Serviced Apartments As Hotels, Hotels As Serviced Apartments

Sarah Came, of GuestRevu.com, recently wrote about the narrowing gap between serviced apartments and hotels. Perhaps the biggest distinction is location. A hotel's rooms are all under one roof. Yet even on that score multifamily developers are beginning to set aside blocks of apartments to list on AirBnB. At any rate it does not seem too overreaching to imagine a time in the near future when serviced apartments and hotels are managed by the same companies, when the business consolidates around both.

Now the densely populated city presents special challenges. In New York rates are very high for both apartments and hotel rooms. The great mystery to me regarding New York apartments is the fact that for the most part they come unfurnished - the tenant is given the key and must then confront four bare walls. I cannot understand why architects do not devise all built-ins apartment which make moving in as easy and simple as checking into a hotel. Hotels can be similarly criticized.
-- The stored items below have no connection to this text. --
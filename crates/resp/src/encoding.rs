use std::borrow::Cow;
use std::fmt;
use std::str::FromStr;

use serde::Deserialize;
use serde::Serialize;

use crate::error::CoerceError;

/// Text encoding the client uses between `str` and wire bytes.
#[derive(Debug, Clone, Copy, PartialEq, Eq, Hash, Default, Serialize, Deserialize)]
#[serde(try_from = "String", into = "String")]
pub enum TextEncoding {
	#[default]
	Utf8,
	/// ISO-8859-1: every byte maps to the code point of the same value
	Latin1,
}

impl TextEncoding {
	pub fn label(self) -> &'static str {
		match self {
			TextEncoding::Utf8 => "utf-8",
			TextEncoding::Latin1 => "latin-1",
		}
	}

	/// Decode wire bytes into text.
	pub fn decode(self, bytes: &[u8]) -> Result<Cow<'_, str>, CoerceError> {
		match self {
			TextEncoding::Utf8 => {
				std::str::from_utf8(bytes)
					.map(Cow::Borrowed)
					.map_err(|e| CoerceError::InvalidText {
						encoding: self.label(),
						reason: e.to_string(),
					})
			}
			TextEncoding::Latin1 => {
				if bytes.is_ascii() {
					// ASCII is identical in both encodings
					return Ok(Cow::Borrowed(
						std::str::from_utf8(bytes).unwrap_or_default(),
					));
				}
				Ok(Cow::Owned(bytes.iter().map(|&b| char::from(b)).collect()))
			}
		}
	}

	/// Encode text into wire bytes.
	pub fn encode(self, text: &str) -> Result<Cow<'_, [u8]>, CoerceError> {
		match self {
			TextEncoding::Utf8 => Ok(Cow::Borrowed(text.as_bytes())),
			TextEncoding::Latin1 => {
				if text.is_ascii() {
					return Ok(Cow::Borrowed(text.as_bytes()));
				}
				text.chars()
					.map(|c| {
						u8::try_from(u32::from(c)).map_err(|_| CoerceError::InvalidText {
							encoding: self.label(),
							reason: format!("character {c:?} is not representable"),
						})
					})
					.collect::<Result<Vec<u8>, _>>()
					.map(Cow::Owned)
			}
		}
	}
}

impl FromStr for TextEncoding {
	type Err = CoerceError;

	fn from_str(s: &str) -> Result<Self, Self::Err> {
		match s.to_ascii_lowercase().replace('_', "-").as_str() {
			"utf-8" | "utf8" => Ok(TextEncoding::Utf8),
			"latin-1" | "latin1" | "iso-8859-1" | "iso8859-1" => Ok(TextEncoding::Latin1),
			_ => Err(CoerceError::UnknownEncoding(s.to_string())),
		}
	}
}

impl TryFrom<String> for TextEncoding {
	type Error = CoerceError;

	fn try_from(s: String) -> Result<Self, Self::Error> {
		s.parse()
	}
}

impl From<TextEncoding> for String {
	fn from(e: TextEncoding) -> Self {
		e.label().to_string()
	}
}

impl fmt::Display for TextEncoding {
	fn fmt(&self, f: &mut fmt::Formatter<'_>) -> fmt::Result {
		f.write_str(self.label())
	}
}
Though of course they drag various pieces of furniture into their rooms, more often than not its with an eye toward presenting a certain 'picture' rather than setting up a practical, efficient, pleasing and pleasant place to stay.

And so VRT gave itself this 'design brief' to answer the challenge: Using the least amount of space, devise a place equally suited as a hotel room or an apartment for an individual or couple. The solution turned out be a 'doubled' space whose two halves are mirror images in which the bathrooms interleave front to back and the King beds interleave top to bottom. Closets, kitchens, and study area are put to the sides while bathrooms and bedrooms run down the middle. The result feels perhaps more like what one expects on a luxury yacht. The concept is admittedly 'disruptive' of the normal box arrangement of living space with its all too obvious sharp and definite boundaries. Yet I think this design gives people what they really want and really like: A decent sized bathroom, a practical functional kitchen with full height European style refrigerator, a very spacious office area for books and computers, an elegant and cozy sleeping alcove with king size bed, and lots of drawer and shelf space to keep everything conveniently tucked away. As well VRT opts for an all in one European style washer-dryer over a dishwasher, which it locates in the kitchen. In the end VRT managed to accomplish all this in an area scarcely more than 200 sq ft and in the design shown, ceilings of just 8 feet.

Now one notes the promotion of the re-arrange-able micro-space, where walls move here and there transformer style so that if you are determined to do so, the apartment can be contorted into a banquet space capable of seating a dozen guests. VRT is opposed to such a scheme. Is it not better to have spaces dedicated to such services or simply go out to a restaurant during the few times per year as are occasioned ? As well the building lobby can even take up this role and probably should. Hotel lobbies and especially apartment lobbies suffer from the condition of being meant to be seen more than to be used, something which the boutique hotels are putting to right. And so to summarize VRT's approach, let the apartment or hotel room serve as a luxury space to deal with the practical aspects of individual life, let the lobby and other areas serve as luxurious social spaces, delightful convivial places conducive to and enhancing of enjoyable social occasions.